* **Source information**

========

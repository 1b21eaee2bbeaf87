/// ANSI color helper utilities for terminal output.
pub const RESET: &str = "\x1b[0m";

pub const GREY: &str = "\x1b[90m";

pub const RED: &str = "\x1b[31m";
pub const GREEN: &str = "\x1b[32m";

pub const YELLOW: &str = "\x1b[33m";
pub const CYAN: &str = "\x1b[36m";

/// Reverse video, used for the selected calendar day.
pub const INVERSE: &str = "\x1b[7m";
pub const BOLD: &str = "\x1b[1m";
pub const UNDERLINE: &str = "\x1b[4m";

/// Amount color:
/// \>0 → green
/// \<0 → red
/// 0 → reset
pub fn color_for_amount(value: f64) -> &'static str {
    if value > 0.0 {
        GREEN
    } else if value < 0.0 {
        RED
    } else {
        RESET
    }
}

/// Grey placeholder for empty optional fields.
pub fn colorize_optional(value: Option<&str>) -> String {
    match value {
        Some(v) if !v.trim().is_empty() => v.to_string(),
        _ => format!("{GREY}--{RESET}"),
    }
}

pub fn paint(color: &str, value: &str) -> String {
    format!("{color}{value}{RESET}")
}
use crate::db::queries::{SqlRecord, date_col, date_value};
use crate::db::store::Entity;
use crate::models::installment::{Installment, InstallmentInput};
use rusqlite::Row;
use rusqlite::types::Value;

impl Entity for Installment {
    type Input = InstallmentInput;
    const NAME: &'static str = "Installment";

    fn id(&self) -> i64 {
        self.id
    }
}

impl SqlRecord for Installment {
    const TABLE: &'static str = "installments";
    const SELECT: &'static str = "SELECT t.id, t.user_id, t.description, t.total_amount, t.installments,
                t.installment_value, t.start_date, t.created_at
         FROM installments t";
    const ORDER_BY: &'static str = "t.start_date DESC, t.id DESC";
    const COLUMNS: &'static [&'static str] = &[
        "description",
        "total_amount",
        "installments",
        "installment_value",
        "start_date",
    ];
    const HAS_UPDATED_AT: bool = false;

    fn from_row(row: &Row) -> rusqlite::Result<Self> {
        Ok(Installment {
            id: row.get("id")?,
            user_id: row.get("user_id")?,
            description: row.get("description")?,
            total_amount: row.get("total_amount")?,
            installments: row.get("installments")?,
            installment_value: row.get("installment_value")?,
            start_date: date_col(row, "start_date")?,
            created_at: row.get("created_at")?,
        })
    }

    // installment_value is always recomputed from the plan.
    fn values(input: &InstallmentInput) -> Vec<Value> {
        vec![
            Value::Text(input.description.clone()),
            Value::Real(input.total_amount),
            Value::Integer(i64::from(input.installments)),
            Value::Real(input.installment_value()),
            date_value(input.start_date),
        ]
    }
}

========

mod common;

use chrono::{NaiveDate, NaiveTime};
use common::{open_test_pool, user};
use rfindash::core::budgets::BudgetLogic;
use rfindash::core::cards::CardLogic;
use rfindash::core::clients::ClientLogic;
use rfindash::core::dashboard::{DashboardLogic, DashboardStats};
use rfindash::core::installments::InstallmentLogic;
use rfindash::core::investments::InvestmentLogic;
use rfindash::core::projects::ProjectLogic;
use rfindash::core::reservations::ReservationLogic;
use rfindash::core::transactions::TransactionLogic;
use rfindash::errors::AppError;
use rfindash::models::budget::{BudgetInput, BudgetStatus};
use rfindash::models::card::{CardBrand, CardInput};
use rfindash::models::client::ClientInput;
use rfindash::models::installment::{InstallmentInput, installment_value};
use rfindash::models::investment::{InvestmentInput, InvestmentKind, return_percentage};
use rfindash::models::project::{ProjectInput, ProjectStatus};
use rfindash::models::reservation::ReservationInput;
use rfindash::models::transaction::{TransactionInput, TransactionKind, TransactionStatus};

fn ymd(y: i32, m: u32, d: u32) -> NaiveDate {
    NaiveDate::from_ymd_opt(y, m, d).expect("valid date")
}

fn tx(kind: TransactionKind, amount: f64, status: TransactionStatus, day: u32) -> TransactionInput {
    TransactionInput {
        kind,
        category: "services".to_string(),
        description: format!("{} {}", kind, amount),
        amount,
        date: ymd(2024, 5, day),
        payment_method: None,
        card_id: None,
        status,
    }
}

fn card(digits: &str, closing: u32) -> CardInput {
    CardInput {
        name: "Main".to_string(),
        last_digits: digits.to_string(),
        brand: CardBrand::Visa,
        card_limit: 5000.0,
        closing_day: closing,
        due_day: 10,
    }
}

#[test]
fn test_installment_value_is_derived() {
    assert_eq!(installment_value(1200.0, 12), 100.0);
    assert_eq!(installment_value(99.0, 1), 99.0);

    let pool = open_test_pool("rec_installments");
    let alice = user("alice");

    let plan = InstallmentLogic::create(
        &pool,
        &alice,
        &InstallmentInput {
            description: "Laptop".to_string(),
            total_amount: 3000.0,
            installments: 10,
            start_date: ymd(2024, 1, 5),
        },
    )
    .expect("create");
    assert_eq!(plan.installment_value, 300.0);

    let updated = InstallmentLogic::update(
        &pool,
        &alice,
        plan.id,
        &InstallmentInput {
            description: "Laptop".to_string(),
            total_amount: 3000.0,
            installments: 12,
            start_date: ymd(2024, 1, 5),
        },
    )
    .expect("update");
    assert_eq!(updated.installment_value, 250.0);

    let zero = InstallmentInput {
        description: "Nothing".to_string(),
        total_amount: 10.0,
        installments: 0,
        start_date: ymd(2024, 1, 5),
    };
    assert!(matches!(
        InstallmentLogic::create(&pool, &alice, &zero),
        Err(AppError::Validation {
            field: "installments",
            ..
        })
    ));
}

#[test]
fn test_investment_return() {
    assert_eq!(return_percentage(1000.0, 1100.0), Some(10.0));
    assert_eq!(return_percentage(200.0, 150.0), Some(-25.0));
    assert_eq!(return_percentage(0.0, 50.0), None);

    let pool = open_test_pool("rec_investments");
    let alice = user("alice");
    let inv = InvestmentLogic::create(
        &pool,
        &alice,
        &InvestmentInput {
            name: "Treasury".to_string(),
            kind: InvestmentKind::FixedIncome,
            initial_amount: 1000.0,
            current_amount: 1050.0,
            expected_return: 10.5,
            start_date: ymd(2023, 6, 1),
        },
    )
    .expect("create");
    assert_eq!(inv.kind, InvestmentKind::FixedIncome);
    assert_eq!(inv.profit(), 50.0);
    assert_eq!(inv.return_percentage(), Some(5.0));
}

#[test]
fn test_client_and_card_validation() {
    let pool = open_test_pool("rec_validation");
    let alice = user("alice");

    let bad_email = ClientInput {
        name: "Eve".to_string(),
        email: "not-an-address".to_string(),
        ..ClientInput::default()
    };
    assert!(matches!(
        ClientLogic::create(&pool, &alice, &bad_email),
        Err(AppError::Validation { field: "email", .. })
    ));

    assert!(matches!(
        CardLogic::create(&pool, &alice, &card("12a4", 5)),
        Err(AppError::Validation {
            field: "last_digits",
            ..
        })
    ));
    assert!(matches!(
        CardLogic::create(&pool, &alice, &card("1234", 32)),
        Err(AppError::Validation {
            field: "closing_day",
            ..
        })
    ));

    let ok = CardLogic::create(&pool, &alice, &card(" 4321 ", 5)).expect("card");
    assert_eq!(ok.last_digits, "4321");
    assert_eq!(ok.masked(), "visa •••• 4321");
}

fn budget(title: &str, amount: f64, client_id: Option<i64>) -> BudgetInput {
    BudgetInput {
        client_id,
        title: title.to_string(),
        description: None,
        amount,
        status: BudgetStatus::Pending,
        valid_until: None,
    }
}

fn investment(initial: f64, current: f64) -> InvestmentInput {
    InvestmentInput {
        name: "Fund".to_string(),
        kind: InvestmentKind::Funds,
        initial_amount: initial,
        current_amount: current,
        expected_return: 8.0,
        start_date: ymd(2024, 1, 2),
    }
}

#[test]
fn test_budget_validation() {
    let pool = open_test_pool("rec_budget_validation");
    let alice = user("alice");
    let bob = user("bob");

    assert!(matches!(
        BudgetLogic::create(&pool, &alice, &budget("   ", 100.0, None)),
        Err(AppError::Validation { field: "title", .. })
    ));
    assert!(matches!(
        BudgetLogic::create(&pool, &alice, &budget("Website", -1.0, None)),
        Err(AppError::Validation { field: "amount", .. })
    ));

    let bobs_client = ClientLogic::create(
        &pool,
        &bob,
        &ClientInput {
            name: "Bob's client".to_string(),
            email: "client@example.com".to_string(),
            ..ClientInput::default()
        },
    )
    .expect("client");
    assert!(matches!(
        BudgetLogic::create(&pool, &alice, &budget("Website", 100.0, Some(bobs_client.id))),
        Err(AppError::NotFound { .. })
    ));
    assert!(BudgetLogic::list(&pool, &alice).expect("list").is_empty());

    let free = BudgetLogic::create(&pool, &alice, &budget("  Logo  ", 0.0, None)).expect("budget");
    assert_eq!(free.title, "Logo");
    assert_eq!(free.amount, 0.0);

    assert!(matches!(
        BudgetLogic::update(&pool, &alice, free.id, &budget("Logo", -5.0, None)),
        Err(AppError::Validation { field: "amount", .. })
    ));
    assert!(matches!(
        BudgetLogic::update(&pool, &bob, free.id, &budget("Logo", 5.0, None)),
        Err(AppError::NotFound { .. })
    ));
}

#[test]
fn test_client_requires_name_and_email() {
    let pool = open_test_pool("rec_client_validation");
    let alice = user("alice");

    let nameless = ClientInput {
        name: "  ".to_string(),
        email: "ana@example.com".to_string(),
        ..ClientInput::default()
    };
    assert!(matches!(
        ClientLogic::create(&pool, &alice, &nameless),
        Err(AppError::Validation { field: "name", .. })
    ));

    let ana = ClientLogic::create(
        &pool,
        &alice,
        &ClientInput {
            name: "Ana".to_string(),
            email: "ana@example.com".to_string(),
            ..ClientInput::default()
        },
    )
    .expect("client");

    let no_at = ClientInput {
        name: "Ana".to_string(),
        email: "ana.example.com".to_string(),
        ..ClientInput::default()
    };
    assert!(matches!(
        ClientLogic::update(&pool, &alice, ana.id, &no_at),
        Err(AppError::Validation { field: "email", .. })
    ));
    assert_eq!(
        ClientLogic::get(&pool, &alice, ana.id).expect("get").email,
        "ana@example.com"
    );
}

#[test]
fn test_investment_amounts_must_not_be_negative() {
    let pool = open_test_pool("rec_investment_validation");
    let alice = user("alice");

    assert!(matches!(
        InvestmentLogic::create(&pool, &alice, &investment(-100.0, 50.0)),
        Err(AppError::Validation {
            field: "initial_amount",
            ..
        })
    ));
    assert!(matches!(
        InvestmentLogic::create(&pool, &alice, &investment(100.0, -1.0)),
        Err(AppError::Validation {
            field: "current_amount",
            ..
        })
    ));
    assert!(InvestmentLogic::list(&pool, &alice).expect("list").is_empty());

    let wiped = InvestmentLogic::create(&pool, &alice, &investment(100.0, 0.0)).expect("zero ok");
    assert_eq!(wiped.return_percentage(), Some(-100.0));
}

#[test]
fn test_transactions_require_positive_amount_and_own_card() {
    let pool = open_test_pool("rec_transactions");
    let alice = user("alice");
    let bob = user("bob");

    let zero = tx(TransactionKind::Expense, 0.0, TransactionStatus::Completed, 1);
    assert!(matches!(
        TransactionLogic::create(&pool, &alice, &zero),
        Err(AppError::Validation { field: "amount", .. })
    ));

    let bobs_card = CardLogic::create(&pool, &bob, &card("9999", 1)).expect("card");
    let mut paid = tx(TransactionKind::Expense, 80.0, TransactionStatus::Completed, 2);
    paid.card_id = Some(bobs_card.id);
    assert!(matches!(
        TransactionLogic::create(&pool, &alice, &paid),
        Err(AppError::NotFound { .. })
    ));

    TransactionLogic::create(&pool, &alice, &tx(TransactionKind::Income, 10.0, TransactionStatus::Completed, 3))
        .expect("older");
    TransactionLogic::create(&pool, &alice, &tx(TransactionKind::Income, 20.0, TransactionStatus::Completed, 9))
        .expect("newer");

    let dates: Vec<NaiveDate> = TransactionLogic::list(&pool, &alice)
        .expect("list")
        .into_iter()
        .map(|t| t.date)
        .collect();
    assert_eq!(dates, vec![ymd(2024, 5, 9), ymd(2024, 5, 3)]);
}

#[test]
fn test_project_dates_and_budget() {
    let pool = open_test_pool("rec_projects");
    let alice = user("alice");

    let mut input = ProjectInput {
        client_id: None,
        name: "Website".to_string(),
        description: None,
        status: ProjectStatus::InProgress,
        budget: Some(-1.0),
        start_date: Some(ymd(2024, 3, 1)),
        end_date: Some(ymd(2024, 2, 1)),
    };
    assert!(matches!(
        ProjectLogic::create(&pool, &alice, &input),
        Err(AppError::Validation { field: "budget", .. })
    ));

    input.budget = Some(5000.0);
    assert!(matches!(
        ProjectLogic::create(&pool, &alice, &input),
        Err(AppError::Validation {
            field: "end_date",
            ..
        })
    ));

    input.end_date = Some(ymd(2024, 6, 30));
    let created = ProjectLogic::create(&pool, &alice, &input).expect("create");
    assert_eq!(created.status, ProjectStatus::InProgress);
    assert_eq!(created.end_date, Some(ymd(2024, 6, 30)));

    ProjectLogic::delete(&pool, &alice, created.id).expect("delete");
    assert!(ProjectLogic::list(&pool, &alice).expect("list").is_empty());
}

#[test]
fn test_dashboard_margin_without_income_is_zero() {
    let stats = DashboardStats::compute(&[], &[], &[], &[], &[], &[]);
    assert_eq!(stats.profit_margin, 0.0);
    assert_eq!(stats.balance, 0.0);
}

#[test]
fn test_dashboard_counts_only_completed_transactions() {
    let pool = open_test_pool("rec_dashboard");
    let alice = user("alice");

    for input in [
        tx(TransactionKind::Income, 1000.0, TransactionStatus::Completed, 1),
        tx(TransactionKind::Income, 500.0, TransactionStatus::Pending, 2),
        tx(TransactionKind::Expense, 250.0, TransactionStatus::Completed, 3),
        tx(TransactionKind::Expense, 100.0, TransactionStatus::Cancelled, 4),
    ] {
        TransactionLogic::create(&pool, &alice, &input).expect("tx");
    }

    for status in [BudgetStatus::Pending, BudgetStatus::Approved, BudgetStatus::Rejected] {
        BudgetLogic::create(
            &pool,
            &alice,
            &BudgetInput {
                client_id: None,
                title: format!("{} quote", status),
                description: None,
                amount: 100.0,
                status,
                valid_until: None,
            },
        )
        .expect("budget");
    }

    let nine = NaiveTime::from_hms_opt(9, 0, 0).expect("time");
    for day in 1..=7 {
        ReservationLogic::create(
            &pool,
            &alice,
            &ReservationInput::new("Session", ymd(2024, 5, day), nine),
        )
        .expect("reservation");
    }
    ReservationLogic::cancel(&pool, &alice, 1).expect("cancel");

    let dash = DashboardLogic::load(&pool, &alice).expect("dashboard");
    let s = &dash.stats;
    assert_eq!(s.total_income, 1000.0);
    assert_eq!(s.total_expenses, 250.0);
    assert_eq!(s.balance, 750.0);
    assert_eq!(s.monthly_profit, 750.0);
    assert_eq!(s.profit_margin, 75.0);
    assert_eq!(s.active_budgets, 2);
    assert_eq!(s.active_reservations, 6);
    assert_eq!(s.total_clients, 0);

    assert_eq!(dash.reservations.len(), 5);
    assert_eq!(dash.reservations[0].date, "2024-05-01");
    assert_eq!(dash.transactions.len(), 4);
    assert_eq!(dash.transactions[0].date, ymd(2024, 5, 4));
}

========

* **What needs to be done**
Using the material above, work out how many lines contain the string "free". Give that number alone.

* **Task response**
5